Quello che l’Europa si ostina a rimuovere dalla sua discussione politica ed economica è l’effetto depressivo delle politiche deflattive. Infatti, la deflazione innesca un circolo vizioso che si autoalimenta e alla lunga fa male a tutti: i prezzi in calo generano un’aspettativa di ulteriori cali futuri dei prezzi, questo porta i singoli individui a posticipare gli acquisti, sia per ragioni opportunistiche (se aspetto costerà meno), sia per ragioni oggettive legate al livello di reddito disponibile dopo i tagli dei salari e della spesa pubblica, e la somma di queste aspettative generali comportano una diminuzione generale dei consumi, generando un avvitamento dell’economia che brucia ricchezza, reddito e base produttiva. Uno scenario spaventoso di cui pochi sembrano preoccuparsi. Il calo dei consumi determina una contrazione dei margini e dei fatturati delle imprese, fino a non escludere la chiusura degli impianti. A questo punto abbiamo nuovi disoccupati che non avranno più un reddito da spendere in consumi dando così nuovo “carburante” al processo di distruzione dell’economia.
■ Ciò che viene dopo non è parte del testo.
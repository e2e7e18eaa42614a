use std::path::{Path, PathBuf};
use anyhow::Context;
use lazy_static::lazy_static;
use tracing::*;

use crate::Result;
use crate::dialect::{CustomerColumns, FolderDialect};
use crate::raw::legacy::*;
use super::ParseInstance;
use super::common::*;

/// Full-day window substituted for the `(0, 0)` "unconstrained" sentinel.
pub const FULL_DAY: (u32, u32) = (0, 23 * 60 + 59);

#[derive(Debug, Copy, Clone, Eq, PartialEq, Hash)]
pub enum TableKind {
  Categories,
  Customer,
  Demand,
  Distance,
  Vehicle,
}

impl TableKind {
  pub const ALL: [TableKind; 5] = [
    TableKind::Categories,
    TableKind::Customer,
    TableKind::Demand,
    TableKind::Distance,
    TableKind::Vehicle,
  ];

  pub fn name(&self) -> &'static str {
    match self {
      TableKind::Categories => "categories",
      TableKind::Customer => "customer",
      TableKind::Demand => "demand",
      TableKind::Distance => "distance",
      TableKind::Vehicle => "vehicle",
    }
  }

  pub fn header_lines(&self) -> usize {
    match self {
      TableKind::Distance => 0,
      _ => 1,
    }
  }

  /// Filename pattern (case-sensitive) selecting this table inside an export folder.
  pub fn pattern(&self) -> &'static glob::Pattern {
    &PATTERNS[*self as usize]
  }
}

lazy_static! {
  static ref PATTERNS: Vec<glob::Pattern> = TableKind::ALL.iter()
    .map(|t| glob::Pattern::new(&format!("*{}*.txt", t.name())).expect("table patterns are valid globs"))
    .collect();
}


#[derive(Debug, Copy, Clone)]
pub struct FolderFmt<'a, P>(pub P, pub &'a FolderDialect);

impl<'a, P: AsRef<Path>> ParseInstance<FolderFmt<'a, P>> for LegacyTables {
  fn parse(input: FolderFmt<'a, P>) -> Result<Self> {
    let FolderFmt(dir, dialect) = input;
    let dir = dir.as_ref();
    let mut tables = LegacyTables::default();
    for (kind, path) in discover(dir)? {
      let text = std::fs::read_to_string(&path)
        .with_context(|| format!("failed to read {:?}", path))?;
      debug!(table=kind.name(), ?path, "read table");
      let ctx = || format!("in {:?}", path);
      match kind {
        TableKind::Categories => tables.categories = Some(read_categories(&text).with_context(ctx)?),
        TableKind::Customer => tables.customers = Some(read_customers(&text, dialect).with_context(ctx)?),
        TableKind::Demand => tables.demand = Some(read_demand(&text).with_context(ctx)?),
        TableKind::Distance => tables.distance = Some(read_distance(&text).with_context(ctx)?),
        TableKind::Vehicle => tables.vehicles = Some(read_vehicles(&text).with_context(ctx)?),
      }
    }
    Ok(tables)
  }
}

/// For every table kind, the first file (in name order) of `dir` matching its pattern.
pub fn discover(dir: &Path) -> Result<Vec<(TableKind, PathBuf)>> {
  let mut names: Vec<String> = std::fs::read_dir(dir)
    .with_context(|| format!("failed to list {:?}", dir))?
    .filter_map(|e| e.ok())
    .filter(|e| e.file_type().map(|t| t.is_file()).unwrap_or(false))
    .filter_map(|e| e.file_name().into_string().ok())
    .collect();
  names.sort();

  let mut found = Vec::with_capacity(TableKind::ALL.len());
  for kind in TableKind::ALL.iter().copied() {
    match names.iter().find(|n| kind.pattern().matches(n)) {
      Some(n) => found.push((kind, dir.join(n))),
      None => debug!(table=kind.name(), ?dir, "no file for table"),
    }
  }
  Ok(found)
}


/// `customer_category truck_type trailer_type`
pub fn read_categories(text: &str) -> Result<Vec<CategoryRow>> {
  let kind = TableKind::Categories;
  let mut rows = Vec::new();
  for (line, l) in data_lines(text, kind.header_lines()) {
    let row = Row::new(kind.name(), line, l);
    row.require(3)?;
    rows.push(CategoryRow {
      customer_category: row.parse(0, "customer category", u32_)?,
      truck_type: row.parse(1, "truck type", u32_)?,
      trailer_type: row.parse(2, "trailer type", u32_)?,
    });
  }
  Ok(rows)
}

pub fn read_customers(text: &str, dialect: &FolderDialect) -> Result<Vec<CustomerRow>> {
  let kind = TableKind::Customer;
  let CustomerColumns { id, soft_tw, hard_tw, category } = dialect.customer_columns;
  let mut rows = Vec::new();
  for (line, l) in data_lines(text, kind.header_lines()) {
    let row = Row::new(kind.name(), line, l);
    row.require(dialect.customer_columns.min_fields())?;
    let window = |(b, e): (usize, usize)| -> Result<(u32, u32)> {
      let tw = (row.parse(b, "time", time_of_day)?, row.parse(e, "time", time_of_day)?);
      Ok(if dialect.full_day_sentinel && tw == (0, 0) { FULL_DAY } else { tw })
    };
    rows.push(CustomerRow {
      id: row.parse(id, "customer id", u32_)?,
      hard_tw: window(hard_tw)?,
      soft_tw: window(soft_tw)?,
      category: row.parse(category, "category", u32_)?,
      splittable: flag(row.last()?),
    });
  }
  Ok(rows)
}

/// `date object-code ref non-ref`
pub fn read_demand(text: &str) -> Result<Vec<DemandRow>> {
  let kind = TableKind::Demand;
  let mut rows = Vec::new();
  for (line, l) in data_lines(text, kind.header_lines()) {
    let row = Row::new(kind.name(), line, l);
    row.require(4)?;
    rows.push(DemandRow {
      id: row.parse(1, "object code", u32_)?,
      reference: row.parse(2, "quantity", decimal)?,
      non_reference: row.parse(3, "quantity", decimal)?,
    });
  }
  Ok(rows)
}

/// `from to cost time`, no header.
pub fn read_distance(text: &str) -> Result<Vec<DistanceEdge>> {
  let kind = TableKind::Distance;
  let mut rows = Vec::new();
  for (line, l) in data_lines(text, kind.header_lines()) {
    let row = Row::new(kind.name(), line, l);
    row.require(4)?;
    rows.push(DistanceEdge {
      from: row.parse(0, "customer id", u32_)?,
      to: row.parse(1, "customer id", u32_)?,
      cost: row.parse(2, "cost", decimal)?,
      time: row.parse(3, "time", time_of_day)?,
    });
  }
  Ok(rows)
}

/// `ID truck_category trailer_category isRef truck_capacity trailer_capacity parking_time join_time
/// reload_time fixedCost ...`
pub fn read_vehicles(text: &str) -> Result<Vec<VehicleRow>> {
  let kind = TableKind::Vehicle;
  let mut rows = Vec::new();
  for (line, l) in data_lines(text, kind.header_lines()) {
    let row = Row::new(kind.name(), line, l);
    row.require(10)?;
    rows.push(VehicleRow {
      id: row.parse(0, "vehicle id", prefixed_id)?,
      truck_category: row.parse(1, "truck category", u32_)?,
      trailer_category: row.parse(2, "trailer category", u32_)?,
      truck_capacity: row.parse(4, "capacity", decimal)?,
      trailer_capacity: row.parse(5, "capacity", decimal)?,
      parking_time: row.parse(6, "parking time", decimal)?,
      join_time: row.parse(7, "join time", decimal)?,
      reload_time: row.parse(8, "reload time", decimal)?,
      fixed_cost: row.parse(9, "fixed cost", decimal)?,
    });
  }
  Ok(rows)
}


#[cfg(test)]
mod tests {
  use super::*;
  use crate::Error;
  use std::fs;

  fn malformed_line(err: anyhow::Error) -> usize {
    match err.downcast_ref::<Error>() {
      Some(Error::MalformedRow { line, .. }) => *line,
      other => panic!("expected malformed row, got {:?}", other),
    }
  }

  #[test]
  fn categories() -> Result<()> {
    let rows = read_categories("CAT TRUCK TRAILER\n1 10 0\n\n1 0 20\n")?;
    assert_eq!(rows, vec![
      CategoryRow { customer_category: 1, truck_type: 10, trailer_type: 0 },
      CategoryRow { customer_category: 1, truck_type: 0, trailer_type: 20 },
    ]);
    Ok(())
  }

  #[test]
  fn customers_v2_full_day_sentinel() -> Result<()> {
    let text = "\
ID TW-BEGIN TW-END RUSH-BEGIN RUSH-END OPEN CLOSE TYPE PARKING SPLIT
17 8:00 12:30 0:00 0:00 0:00 0:00 3 5 Y
18 0:00 0:00 0:00 0:00 6:00 20:00 4 5 n
";
    let rows = read_customers(text, &FolderDialect::V2)?;
    assert_eq!(rows[0], CustomerRow { id: 17, hard_tw: FULL_DAY, soft_tw: (480, 750), category: 3, splittable: true });
    assert_eq!(rows[1], CustomerRow { id: 18, hard_tw: (360, 1200), soft_tw: FULL_DAY, category: 4, splittable: false });
    Ok(())
  }

  #[test]
  fn customers_v1_keep_zero_windows() -> Result<()> {
    let text = "\
header
5 1 0 0:00 0:00 0:00 0:00 7:00 19:00 2 x x x yes
";
    let rows = read_customers(text, &FolderDialect::V1)?;
    assert_eq!(rows[0], CustomerRow { id: 5, hard_tw: (420, 1140), soft_tw: (0, 0), category: 2, splittable: true });
    Ok(())
  }

  #[test]
  fn customer_row_too_short() {
    let text = "header\n17 8:00 12:30 0:00 0:00 0:00 0:00 3\n";
    let err = read_customers(text, &FolderDialect::V2).unwrap_err();
    assert_eq!(malformed_line(err), 2);
  }

  #[test]
  fn customer_bad_time() {
    let text = "header\n17 8h00 12:30 0:00 0:00 0:00 0:00 3 5 Y\n";
    assert_eq!(malformed_line(read_customers(text, &FolderDialect::V2).unwrap_err()), 2);
  }

  #[test]
  fn demand() -> Result<()> {
    let rows = read_demand("DATE CODE REF NONREF\n2019-01-01 17 1,5 2\n")?;
    assert_eq!(rows[0].id, 17);
    assert_eq!(rows[0].total(), 3.5);
    Ok(())
  }

  #[test]
  fn distance_has_no_header() -> Result<()> {
    let rows = read_distance("17 18 12,25 1:05\n18 17 3 0:10:59\n")?;
    assert_eq!(rows, vec![
      DistanceEdge { from: 17, to: 18, cost: 12.25, time: 65 },
      DistanceEdge { from: 18, to: 17, cost: 3.0, time: 10 },
    ]);
    Ok(())
  }

  #[test]
  fn vehicles() -> Result<()> {
    let text = "\
ID TRUCK TRAILER REF TCAP LCAP PARK JOIN RELOAD FIXED BALANCE
CAR5 10 0 Y 12,5 7,5 1,5 0 2 100,25 x
";
    let rows = read_vehicles(text)?;
    assert_eq!(rows, vec![VehicleRow {
      id: 5,
      truck_category: 10,
      trailer_category: 0,
      truck_capacity: 12.5,
      trailer_capacity: 7.5,
      parking_time: 1.5,
      join_time: 0.0,
      reload_time: 2.0,
      fixed_cost: 100.25,
    }]);
    let err = read_vehicles("header\n5 10 0 Y 12 7 1 0 2 100\n").unwrap_err();
    assert_eq!(malformed_line(err), 2);
    Ok(())
  }

  #[test]
  fn patterns() {
    assert!(TableKind::Customer.pattern().matches("customers_2019.txt"));
    assert!(TableKind::Customer.pattern().matches("customer.txt"));
    assert!(!TableKind::Customer.pattern().matches("Customer.txt"));
    assert!(!TableKind::Customer.pattern().matches("customer.csv"));
    assert!(TableKind::Categories.pattern().matches("x_categories.txt"));
  }

  #[test]
  fn discover_first_match_and_missing_tables() -> Result<()> {
    let dir = tempfile::tempdir()?;
    fs::write(dir.path().join("b_customer.txt"), "")?;
    fs::write(dir.path().join("a_customer.txt"), "")?;
    fs::write(dir.path().join("vehicle.txt"), "")?;
    fs::write(dir.path().join("notes.md"), "")?;
    let found = discover(dir.path())?;
    assert_eq!(found, vec![
      (TableKind::Customer, dir.path().join("a_customer.txt")),
      (TableKind::Vehicle, dir.path().join("vehicle.txt")),
    ]);
    Ok(())
  }

  #[test]
  fn parse_folder() -> Result<()> {
    let dir = tempfile::tempdir()?;
    fs::write(dir.path().join("customer.txt"), "header\n1 8:00 9:00 0:00 0:00 7:00 18:00 1 x n\n")?;
    fs::write(dir.path().join("vehicle.txt"), "header\nCAR1 1 0 Y 10 0 1 1 1 50 x\n")?;
    let tables = LegacyTables::parse(FolderFmt(dir.path(), &FolderDialect::V2))?;
    assert_eq!(tables.customers.as_ref().map(|c| c.len()), Some(1));
    assert_eq!(tables.vehicles.as_ref().map(|v| v.len()), Some(1));
    assert!(tables.demand.is_none());
    assert!(tables.categories.is_none());
    assert!(tables.distance.is_none());
    Ok(())
  }
}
Ma anche il debito risente negativamente della deflazione. Se svalutando la moneta l’inflazione aiuta i debitori a rimborsare i loro debiti andando a diminuire in termini reali il valore da rimborsare, se l’inflazione è troppo bassa o addirittura negativa, la situazione diventa insostenibile per i debitori che devono rimborsare capitali più pesanti in termini reali senza nessuno “sconto da inflazione” sul tasso di interesse e in un clima di depressione economica per il circolo vizioso che abbiamo descritto sopra. Alla lunga anche questa situazione è pericolosa per i creditori che rischiano di non recuperare i loro soldi da debitori diventati sostanzialmente insolventi.

L’Europa ha creato e sostenuto queste politiche. La Germania ha fatto di tutto per avere un vantaggio da tutto questo, riuscendoci in parte, ma la crisi economica non è finita e rischia seriamente di non finire a breve.